Publication year - 2012
Publication title -
transfusion
Language(s) - English
Resource type - Journals
SCImago Journal Rank - 1.045
H-Index - 132
eISSN - 1537-2995
pISSN - 0041-1132
DOI - 10.1111/j.1537-2995.2011.03538.x
Subject(s) - genotyping , hemolytic disease of the newborn (abo) , fetus , medicine , pregnancy , allele , serology , phenotype , genotype , immunology , obstetrics , antibody , biology , genetics , gene
BACKGROUND: Pregnant women with the DEL phenotype appear to be D– by routine serology. Women with DEL phenotypes that show a partial D‐like epitope loss may develop anti‐D. It has been proposed that this alloantibody could have a deleterious effect with respect to hemolytic disease in the fetus and newborn. CASE REPORTS: Two pregnant women, one in Australia and one in Germany, were serotyped as D– and were sensitized to the D antigen.
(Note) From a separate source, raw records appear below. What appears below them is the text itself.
use super::WEAK_PASSWORD;
use crate::result::FieldValidationResult;

/// Shortest accepted password, in characters
pub const MIN_PASSWORD_LEN: usize = 8;

/// Character classes present in a password
#[derive(Debug, Clone, Copy, Default, PartialEq, Eq)]
pub struct CharacterClasses {
    /// Number of characters
    pub length: usize,
    /// At least one uppercase letter
    pub upper: bool,
    /// At least one lowercase letter
    pub lower: bool,
    /// At least one ASCII digit
    pub digit: bool,
    /// At least one printable non-alphanumeric character
    pub symbol: bool,
}

impl CharacterClasses {
    /// Scan a password once and record what it contains
    #[must_use]
    pub fn scan(raw: &str) -> Self {
        raw.chars().fold(Self::default(), |mut classes, c| {
            classes.length += 1;
            classes.upper |= c.is_uppercase();
            classes.lower |= c.is_lowercase();
            classes.digit |= c.is_ascii_digit();
            classes.symbol |= !c.is_alphanumeric() && !c.is_whitespace() && !c.is_control();
            classes
        })
    }

    /// Whether every strength requirement is met
    #[inline]
    #[must_use]
    pub fn is_strong(&self) -> bool {
        self.length >= MIN_PASSWORD_LEN && self.upper && self.lower && self.digit && self.symbol
    }

    /// Names of the unmet requirements, in a fixed order
    #[must_use]
    pub fn missing(&self) -> Vec<&'static str> {
        let mut missing = Vec::new();
        if self.length < MIN_PASSWORD_LEN {
            missing.push("length");
        }
        if !self.upper {
            missing.push("uppercase");
        }
        if !self.lower {
            missing.push("lowercase");
        }
        if !self.digit {
            missing.push("digit");
        }
        if !self.symbol {
            missing.push("symbol");
        }
        missing
    }
}

/// Validate the password field
#[must_use]
pub fn validate_password(raw: &str) -> FieldValidationResult {
    FieldValidationResult::check(CharacterClasses::scan(raw).is_strong(), WEAK_PASSWORD)
}

#[cfg(test)]
mod tests {
    use super::*;

    #[test]
    fn strong_password_accepted() {
        assert!(validate_password("Str0ngP@ssword~").is_valid());
        assert!(validate_password("aB3$aB3$").is_valid());
    }

    #[test]
    fn each_missing_class_rejected() {
        assert_eq!(CharacterClasses::scan("aaaaaaa").missing(), vec!["length", "uppercase", "digit", "symbol"]);
        assert_eq!(CharacterClasses::scan("1@qqqww/").missing(), vec!["uppercase"]);
        assert_eq!(CharacterClasses::scan("1@1111Q1/").missing(), vec!["lowercase"]);
        assert_eq!(CharacterClasses::scan("w@qqqWw/").missing(), vec!["digit"]);
        assert_eq!(CharacterClasses::scan("11qqqWwW").missing(), vec!["symbol"]);
    }

    #[test]
    fn seven_characters_too_short() {
        assert!(!validate_password("aB3$aB3").is_valid());
    }

    #[test]
    fn whitespace_is_not_a_symbol() {
        assert!(!validate_password("aB3 aB3 a").is_valid());
    }

    #[test]
    fn error_message() {
        assert_eq!(validate_password("").message(), Some("Weak Password"));
    }
}
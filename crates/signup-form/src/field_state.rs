//! Per-field state: raw value, current validity, touched flag

use signup_validation::{FieldName, FieldValidationResult};

/// Runtime state of one form field
///
/// Validity is recomputed on every value change, so it is always current.
/// The touched flag only decides whether an error is shown.
#[derive(Debug, Clone, PartialEq, Eq)]
pub struct FieldState {
    field: FieldName,
    value: String,
    result: FieldValidationResult,
    touched: bool,
}

impl FieldState {
    /// Empty, untouched state for a field
    #[must_use]
    pub fn new(field: FieldName) -> Self {
        Self {
            field,
            value: String::new(),
            result: field.validate(""),
            touched: false,
        }
    }

    /// Store a new raw value and revalidate it
    pub fn set_value(&mut self, raw: impl Into<String>) -> FieldValidationResult {
        self.value = raw.into();
        self.result = self.field.validate(&self.value);
        self.result
    }

    /// Record that the field lost focus
    pub fn mark_touched(&mut self) {
        self.touched = true;
    }

    /// Which field this is
    #[inline]
    #[must_use]
    pub fn field(&self) -> FieldName {
        self.field
    }

    /// Current raw value
    #[inline]
    #[must_use]
    pub fn value(&self) -> &str {
        &self.value
    }

    /// Latest validation result
    #[inline]
    #[must_use]
    pub fn result(&self) -> FieldValidationResult {
        self.result
    }

    /// Whether the current value is valid
    #[inline]
    #[must_use]
    pub fn is_valid(&self) -> bool {
        self.result.is_valid()
    }

    /// Whether the field has lost focus at least once
    #[inline]
    #[must_use]
    pub fn is_touched(&self) -> bool {
        self.touched
    }

    /// Error to render: only once touched, only while invalid
    #[must_use]
    pub fn error_message(&self) -> Option<&'static str> {
        if self.touched {
            self.result.message()
        } else {
            None
        }
    }
}
//! Draft and accepted person records
//!
//! Values stay raw strings until accepted: the age `"30.0."` must reach the
//! validator as typed, not as whatever a numeric parse would make of it.

use serde::{Deserialize, Serialize};
use signup_validation::FieldName;

/// Six-field record as typed into the form
#[derive(Debug, Clone, Default, PartialEq, Eq, Hash, Serialize, Deserialize)]
#[serde(rename_all = "camelCase")]
pub struct PersonDraft {
    /// Full name
    pub name: String,
    /// Email address
    pub email: String,
    /// Age, as typed
    pub age: String,
    /// Phone number, as typed
    pub phone_number: String,
    /// Password
    pub password: String,
    /// Homepage URL
    pub homepage: String,
}

impl PersonDraft {
    /// Raw value of one field
    #[must_use]
    pub fn get(&self, field: FieldName) -> &str {
        match field {
            FieldName::Name => &self.name,
            FieldName::Email => &self.email,
            FieldName::Age => &self.age,
            FieldName::PhoneNumber => &self.phone_number,
            FieldName::Password => &self.password,
            FieldName::Homepage => &self.homepage,
        }
    }

    /// Replace one field's raw value
    pub fn set(&mut self, field: FieldName, value: impl Into<String>) {
        let slot = match field {
            FieldName::Name => &mut self.name,
            FieldName::Email => &mut self.email,
            FieldName::Age => &mut self.age,
            FieldName::PhoneNumber => &mut self.phone_number,
            FieldName::Password => &mut self.password,
            FieldName::Homepage => &mut self.homepage,
        };
        *slot = value.into();
    }

    /// Builder-style setter
    #[must_use]
    pub fn with(mut self, field: FieldName, value: impl Into<String>) -> Self {
        self.set(field, value);
        self
    }

    /// Fields whose current value fails validation, in form order
    #[must_use]
    pub fn invalid_fields(&self) -> Vec<FieldName> {
        FieldName::ALL
            .into_iter()
            .filter(|&field| !field.validate(self.get(field)).is_valid())
            .collect()
    }
}

/// Person accepted after a successful save
///
/// Only the submission flow creates these; holding one means the draft was
/// valid when submitted and the persistence call reported success.
#[derive(Debug, Clone, PartialEq, Eq, Hash, Serialize)]
#[serde(transparent)]
pub struct Person(PersonDraft);

impl Person {
    pub(crate) fn accept(draft: PersonDraft) -> Self {
        Self(draft)
    }

    /// Email, which keys the person in the roster
    #[inline]
    #[must_use]
    pub fn email(&self) -> &str {
        &self.0.email
    }

    /// Submitted values
    #[inline]
    #[must_use]
    pub fn values(&self) -> &PersonDraft {
        &self.0
    }

    /// Unwrap into the submitted values
    #[inline]
    #[must_use]
    pub fn into_values(self) -> PersonDraft {
        self.0
    }
}

#[cfg(test)]
mod tests {
    use super::*;

    fn reference() -> PersonDraft {
        FieldName::ALL
            .into_iter()
            .fold(PersonDraft::default(), |draft, field| draft.with(field, field.placeholder()))
    }

    #[test]
    fn get_set_each_field() {
        let mut draft = PersonDraft::default();
        for field in FieldName::ALL {
            draft.set(field, field.input_name());
        }
        for field in FieldName::ALL {
            assert_eq!(draft.get(field), field.input_name());
        }
    }

    #[test]
    fn invalid_fields_in_form_order() {
        assert_eq!(PersonDraft::default().invalid_fields(), FieldName::ALL.to_vec());
        assert!(reference().invalid_fields().is_empty());

        let draft = reference().with(FieldName::Homepage, "x").with(FieldName::Age, "0");
        assert_eq!(draft.invalid_fields(), vec![FieldName::Age, FieldName::Homepage]);
    }

    #[test]
    fn json_uses_camel_case_keys() {
        let json = serde_json::to_value(reference()).unwrap();
        assert_eq!(json["phoneNumber"], "800-555-1212");

        let back: PersonDraft = serde_json::from_value(json).unwrap();
        assert_eq!(back, reference());
    }
}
Noninvasive fetal RHD genotyping was performed to plan pregnancy management. RESULTS: In both cases the fetal RHD status could not be assigned due to the presence of a maternal DEL allele. This was suspected through detection of high RHD amplicon levels during quantitative polymerase chain reaction. For both cases extended molecular typing of the maternal genomic DNA revealed a RHD (IVS3+1G>A) allele. For case one, the D+ infant developed a mild hemolytic disease requiring phototherapy. In the second case a D– (or DEL) newborn was unaffected. CONCLUSION: Fetal genotyping from maternal plasma reveals RHD variants in pregnant women with anti‐D. Fetuses and newborns of sensitized pregnant women carrying the RHD (IVS3+1G>A) allele are at risk of hemolytic disease.